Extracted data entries
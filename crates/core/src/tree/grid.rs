use serde::{Deserialize, Serialize};

use crate::attributes::AttributeType;
use crate::math::Transform;

use super::{Tree, TreeValue};

#[derive(Debug, Clone, Copy, Default, PartialEq, Eq, Serialize, Deserialize)]
pub enum GridClass {
    #[default]
    Unknown,
    LevelSet,
}

#[derive(Debug, Clone, PartialEq)]
pub struct Grid<T> {
    pub name: String,
    pub tree: Tree<T>,
    pub transform: Transform,
    pub class: GridClass,
}

impl<T: TreeValue> Grid<T> {
    pub fn new(tree: Tree<T>, transform: Transform) -> Self {
        Self {
            name: String::new(),
            tree,
            transform,
            class: GridClass::Unknown,
        }
    }

    pub fn with_name(mut self, name: impl Into<String>) -> Self {
        self.name = name.into();
        self
    }

    pub fn background(&self) -> T {
        self.tree.background()
    }

    pub fn voxel_size(&self) -> f64 {
        self.transform.voxel_size()
    }
}

/// Output grid of a rasterization pass, typed by the source attribute.
#[derive(Debug, Clone, PartialEq)]
pub enum AnyGrid {
    Float(Grid<f32>),
    Int(Grid<i32>),
    Vec2(Grid<[f32; 2]>),
    Vec3(Grid<[f32; 3]>),
    Vec4(Grid<[f32; 4]>),
}

impl AnyGrid {
    pub fn name(&self) -> &str {
        match self {
            AnyGrid::Float(grid) => &grid.name,
            AnyGrid::Int(grid) => &grid.name,
            AnyGrid::Vec2(grid) => &grid.name,
            AnyGrid::Vec3(grid) => &grid.name,
            AnyGrid::Vec4(grid) => &grid.name,
        }
    }

    pub fn class(&self) -> GridClass {
        match self {
            AnyGrid::Float(grid) => grid.class,
            AnyGrid::Int(grid) => grid.class,
            AnyGrid::Vec2(grid) => grid.class,
            AnyGrid::Vec3(grid) => grid.class,
            AnyGrid::Vec4(grid) => grid.class,
        }
    }

    pub fn value_type(&self) -> AttributeType {
        match self {
            AnyGrid::Float(_) => AttributeType::Float,
            AnyGrid::Int(_) => AttributeType::Int,
            AnyGrid::Vec2(_) => AttributeType::Vec2,
            AnyGrid::Vec3(_) => AttributeType::Vec3,
            AnyGrid::Vec4(_) => AttributeType::Vec4,
        }
    }

    pub fn active_voxel_count(&self) -> u64 {
        match self {
            AnyGrid::Float(grid) => grid.tree.active_voxel_count(),
            AnyGrid::Int(grid) => grid.tree.active_voxel_count(),
            AnyGrid::Vec2(grid) => grid.tree.active_voxel_count(),
            AnyGrid::Vec3(grid) => grid.tree.active_voxel_count(),
            AnyGrid::Vec4(grid) => grid.tree.active_voxel_count(),
        }
    }

    pub fn leaf_count(&self) -> usize {
        match self {
            AnyGrid::Float(grid) => grid.tree.leaf_count(),
            AnyGrid::Int(grid) => grid.tree.leaf_count(),
            AnyGrid::Vec2(grid) => grid.tree.leaf_count(),
            AnyGrid::Vec3(grid) => grid.tree.leaf_count(),
            AnyGrid::Vec4(grid) => grid.tree.leaf_count(),
        }
    }

    pub fn as_float(&self) -> Option<&Grid<f32>> {
        match self {
            AnyGrid::Float(grid) => Some(grid),
            _ => None,
        }
    }

    pub fn as_int(&self) -> Option<&Grid<i32>> {
        match self {
            AnyGrid::Int(grid) => Some(grid),
            _ => None,
        }
    }

    pub fn as_vec3(&self) -> Option<&Grid<[f32; 3]>> {
        match self {
            AnyGrid::Vec3(grid) => Some(grid),
            _ => None,
        }
    }

    pub fn into_float(self) -> Option<Grid<f32>> {
        match self {
            AnyGrid::Float(grid) => Some(grid),
            _ => None,
        }
    }
}
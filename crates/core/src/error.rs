use thiserror::Error;

use crate::attributes::AttributeType;

/// Errors raised synchronously by point and surface operations before any
/// parallel work starts.
#[derive(Debug, Clone, PartialEq, Error)]
pub enum PointsError {
    #[error("failed to find attribute \"{name}\"")]
    MissingAttribute { name: String },
    #[error("attribute \"{name}\" already exists")]
    DuplicateAttribute { name: String },
    #[error("transfer of attribute {name} not supported since it is strided")]
    StridedAttribute { name: String },
    #[error("attribute \"{name}\" has type {actual:?}, expected {expected:?}")]
    AttributeType {
        name: String,
        expected: AttributeType,
        actual: AttributeType,
    },
    #[error("attribute \"{name}\" has {actual} values, expected {expected}")]
    LengthMismatch {
        name: String,
        expected: usize,
        actual: usize,
    },
    #[error("no leafs in cache, perhaps CachedDeformer has not been evaluated?")]
    EmptyCache,
    #[error("leaf index {index} is out-of-range of {len} cache leafs")]
    CacheIndexOutOfRange { index: usize, len: usize },
    #[error("invalid settings: {0}")]
    InvalidSettings(String),
    #[error("unsupported: {0}")]
    Unsupported(String),
}

pub type PointsResult<T> = Result<T, PointsError>;
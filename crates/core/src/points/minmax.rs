use crate::attributes::AttributeType;
use crate::error::{PointsError, PointsResult};
use crate::parallel;
use crate::tree::Tree;

use super::{PointDataGrid, PointFilter};

/// Range of a float attribute over the points that pass a filter.
#[derive(Debug, Clone, PartialEq)]
pub struct MinMax {
    pub min: f32,
    pub max: f32,
    /// Per-leaf minimum, one active tile at each contributing leaf origin.
    pub min_tree: Tree<f32>,
    /// Per-leaf maximum, laid out like `min_tree`.
    pub max_tree: Tree<f32>,
}

/// Evaluates the min and max of the float attribute `name`. Returns `None`
/// when no point passes the filter.
pub fn eval_min_max<F: PointFilter>(
    points: &PointDataGrid,
    name: &str,
    filter: &F,
    threaded: bool,
) -> PointsResult<Option<MinMax>> {
    let index = points
        .descriptor()
        .find(name)
        .ok_or_else(|| PointsError::MissingAttribute {
            name: name.to_string(),
        })?;
    if let Some(info) = points.descriptor().get(index) {
        if info.data_type != AttributeType::Float {
            return Err(PointsError::AttributeType {
                name: name.to_string(),
                expected: AttributeType::Float,
                actual: info.data_type,
            });
        }
        if info.stride != 1 {
            return Err(PointsError::StridedAttribute {
                name: name.to_string(),
            });
        }
    }

    let leaves = points.tree().leaf_list();
    let per_leaf = parallel::map_indexed(leaves.len(), threaded, |i| {
        let leaf = leaves[i];
        let array = leaf.attributes().get(index)?;
        let mut filter = filter.clone();
        filter.reset(leaf);
        let mut range: Option<(f32, f32)> = None;
        for (_, point) in leaf.iter_points_all() {
            if !filter.is_all() && !filter.valid(leaf, point) {
                continue;
            }
            let Some(value) = array.float(point) else {
                continue;
            };
            range = Some(match range {
                Some((lo, hi)) => (lo.min(value), hi.max(value)),
                None => (value, value),
            });
        }
        range.map(|(lo, hi)| (leaf.origin(), lo, hi))
    });

    let mut result: Option<MinMax> = None;
    for (origin, lo, hi) in per_leaf.into_iter().flatten() {
        let entry = result.get_or_insert_with(|| MinMax {
            min: lo,
            max: hi,
            min_tree: Tree::new(0.0),
            max_tree: Tree::new(0.0),
        });
        entry.min = entry.min.min(lo);
        entry.max = entry.max.max(hi);
        entry.min_tree.add_tile(origin, lo, true);
        entry.max_tree.add_tile(origin, hi, true);
    }
    Ok(result)
}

§ AIM OF THE TASK
When you output the entries, keep every line exactly as it appears above.

§ EXERCISE RESPONSE
filename crates/core/src/tree/grid.rs
use serde::{Deserialize, Serialize};

use crate::attributes::AttributeType;
use crate::math::Transform;

use super::{Tree, TreeValue};

#[derive(Debug, Clone, Copy, Default, PartialEq, Eq, Serialize, Deserialize)]
pub enum GridClass {
    #[default]
    Unknown,
    LevelSet,
}

#[derive(Debug, Clone, PartialEq)]
pub struct Grid<T> {
    pub name: String,
    pub tree: Tree<T>,
    pub transform: Transform,
    pub class: GridClass,
}

impl<T: TreeValue> Grid<T> {
    pub fn new(tree: Tree<T>, transform: Transform) -> Self {
        Self {
            name: String::new(),
            tree,
            transform,
            class: GridClass::Unknown,
        }
    }

    pub fn with_name(mut self, name: impl Into<String>) -> Self {
        self.name = name.into();
        self
    }

    pub fn background(&self) -> T {
        self.tree.background()
    }

    pub fn voxel_size(&self) -> f64 {
        self.transform.voxel_size()
    }
}

/// Output grid of a rasterization pass, typed by the source attribute.
#[derive(Debug, Clone, PartialEq)]
pub enum AnyGrid {
    Float(Grid<f32>),
    Int(Grid<i32>),
    Vec2(Grid<[f32; 2]>),
    Vec3(Grid<[f32; 3]>),
    Vec4(Grid<[f32; 4]>),
}

impl AnyGrid {
    pub fn name(&self) -> &str {
        match self {
            AnyGrid::Float(grid) => &grid.name,
            AnyGrid::Int(grid) => &grid.name,
            AnyGrid::Vec2(grid) => &grid.name,
            AnyGrid::Vec3(grid) => &grid.name,
            AnyGrid::Vec4(grid) => &grid.name,
        }
    }

    pub fn class(&self) -> GridClass {
        match self {
            AnyGrid::Float(grid) => grid.class,
            AnyGrid::Int(grid) => grid.class,
            AnyGrid::Vec2(grid) => grid.class,
            AnyGrid::Vec3(grid) => grid.class,
            AnyGrid::Vec4(grid) => grid.class,
        }
    }

    pub fn value_type(&self) -> AttributeType {
        match self {
            AnyGrid::Float(_) => AttributeType::Float,
            AnyGrid::Int(_) => AttributeType::Int,
            AnyGrid::Vec2(_) => AttributeType::Vec2,
            AnyGrid::Vec3(_) => AttributeType::Vec3,
            AnyGrid::Vec4(_) => AttributeType::Vec4,
        }
    }

    pub fn active_voxel_count(&self) -> u64 {
        match self {
            AnyGrid::Float(grid) => grid.tree.active_voxel_count(),
            AnyGrid::Int(grid) => grid.tree.active_voxel_count(),
            AnyGrid::Vec2(grid) => grid.tree.active_voxel_count(),
            AnyGrid::Vec3(grid) => grid.tree.active_voxel_count(),
            AnyGrid::Vec4(grid) => grid.tree.active_voxel_count(),
        }
    }

    pub fn leaf_count(&self) -> usize {
        match self {
            AnyGrid::Float(grid) => grid.tree.leaf_count(),
            AnyGrid::Int(grid) => grid.tree.leaf_count(),
            AnyGrid::Vec2(grid) => grid.tree.leaf_count(),
            AnyGrid::Vec3(grid) => grid.tree.leaf_count(),
            AnyGrid::Vec4(grid) => grid.tree.leaf_count(),
        }
    }

    pub fn as_float(&self) -> Option<&Grid<f32>> {
        match self {
            AnyGrid::Float(grid) => Some(grid),
            _ => None,
        }
    }

    pub fn as_int(&self) -> Option<&Grid<i32>> {
        match self {
            AnyGrid::Int(grid) => Some(grid),
            _ => None,
        }
    }

    pub fn as_vec3(&self) -> Option<&Grid<[f32; 3]>> {
        match self {
            AnyGrid::Vec3(grid) => Some(grid),
            _ => None,
        }
    }

    pub fn into_float(self) -> Option<Grid<f32>> {
        match self {
            AnyGrid::Float(grid) => Some(grid),
            _ => None,
        }
    }
}
filename crates/core/src/error.rs
use thiserror::Error;

use crate::attributes::AttributeType;

/// Errors raised synchronously by point and surface operations before any
/// parallel work starts.
#[derive(Debug, Clone, PartialEq, Error)]
pub enum PointsError {
    #[error("failed to find attribute \"{name}\"")]
    MissingAttribute { name: String },
    #[error("attribute \"{name}\" already exists")]
    DuplicateAttribute { name: String },
    #[error("transfer of attribute {name} not supported since it is strided")]
    StridedAttribute { name: String },
    #[error("attribute \"{name}\" has type {actual:?}, expected {expected:?}")]
    AttributeType {
        name: String,
        expected: AttributeType,
        actual: AttributeType,
    },
    #[error("attribute \"{name}\" has {actual} values, expected {expected}")]
    LengthMismatch {
        name: String,
        expected: usize,
        actual: usize,
    },
    #[error("no leafs in cache, perhaps CachedDeformer has not been evaluated?")]
    EmptyCache,
    #[error("leaf index {index} is out-of-range of {len} cache leafs")]
    CacheIndexOutOfRange { index: usize, len: usize },
    #[error("invalid settings: {0}")]
    InvalidSettings(String),
    #[error("unsupported: {0}")]
    Unsupported(String),
}

pub type PointsResult<T> = Result<T, PointsError>;
filename crates/core/src/points/minmax.rs
use crate::attributes::AttributeType;
use crate::error::{PointsError, PointsResult};
use crate::parallel;
use crate::tree::Tree;

use super::{PointDataGrid, PointFilter};

/// Range of a float attribute over the points that pass a filter.
#[derive(Debug, Clone, PartialEq)]
pub struct MinMax {
    pub min: f32,
    pub max: f32,
    /// Per-leaf minimum, one active tile at each contributing leaf origin.
    pub min_tree: Tree<f32>,
    /// Per-leaf maximum, laid out like `min_tree`.
    pub max_tree: Tree<f32>,
}

/// Evaluates the min and max of the float attribute `name`. Returns `None`
/// when no point passes the filter.
pub fn eval_min_max<F: PointFilter>(
    points: &PointDataGrid,
    name: &str,
    filter: &F,
    threaded: bool,
) -> PointsResult<Option<MinMax>> {
    let index = points
        .descriptor()
        .find(name)
        .ok_or_else(|| PointsError::MissingAttribute {
            name: name.to_string(),
        })?;
    if let Some(info) = points.descriptor().get(index) {
        if info.data_type != AttributeType::Float {
            return Err(PointsError::AttributeType {
                name: name.to_string(),
                expected: AttributeType::Float,
                actual: info.data_type,
            });
        }
        if info.stride != 1 {
            return Err(PointsError::StridedAttribute {
                name: name.to_string(),
            });
        }
    }

    let leaves = points.tree().leaf_list();
    let per_leaf = parallel::map_indexed(leaves.len(), threaded, |i| {
        let leaf = leaves[i];
        let array = leaf.attributes().get(index)?;
        let mut filter = filter.clone();
        filter.reset(leaf);
        let mut range: Option<(f32, f32)> = None;
        for (_, point) in leaf.iter_points_all() {
            if !filter.is_all() && !filter.valid(leaf, point) {
                continue;
            }
            let Some(value) = array.float(point) else {
                continue;
            };
            range = Some(match range {
                Some((lo, hi)) => (lo.min(value), hi.max(value)),
                None => (value, value),
            });
        }
        range.map(|(lo, hi)| (leaf.origin(), lo, hi))
    });

    let mut result: Option<MinMax> = None;
    for (origin, lo, hi) in per_leaf.into_iter().flatten() {
        let entry = result.get_or_insert_with(|| MinMax {
            min: lo,
            max: hi,
            min_tree: Tree::new(0.0),
            max_tree: Tree::new(0.0),
        });
        entry.min = entry.min.min(lo);
        entry.max = entry.max.max(hi);
        entry.min_tree.add_tile(origin, lo, true);
        entry.max_tree.add_tile(origin, hi, true);
    }
    Ok(result)
}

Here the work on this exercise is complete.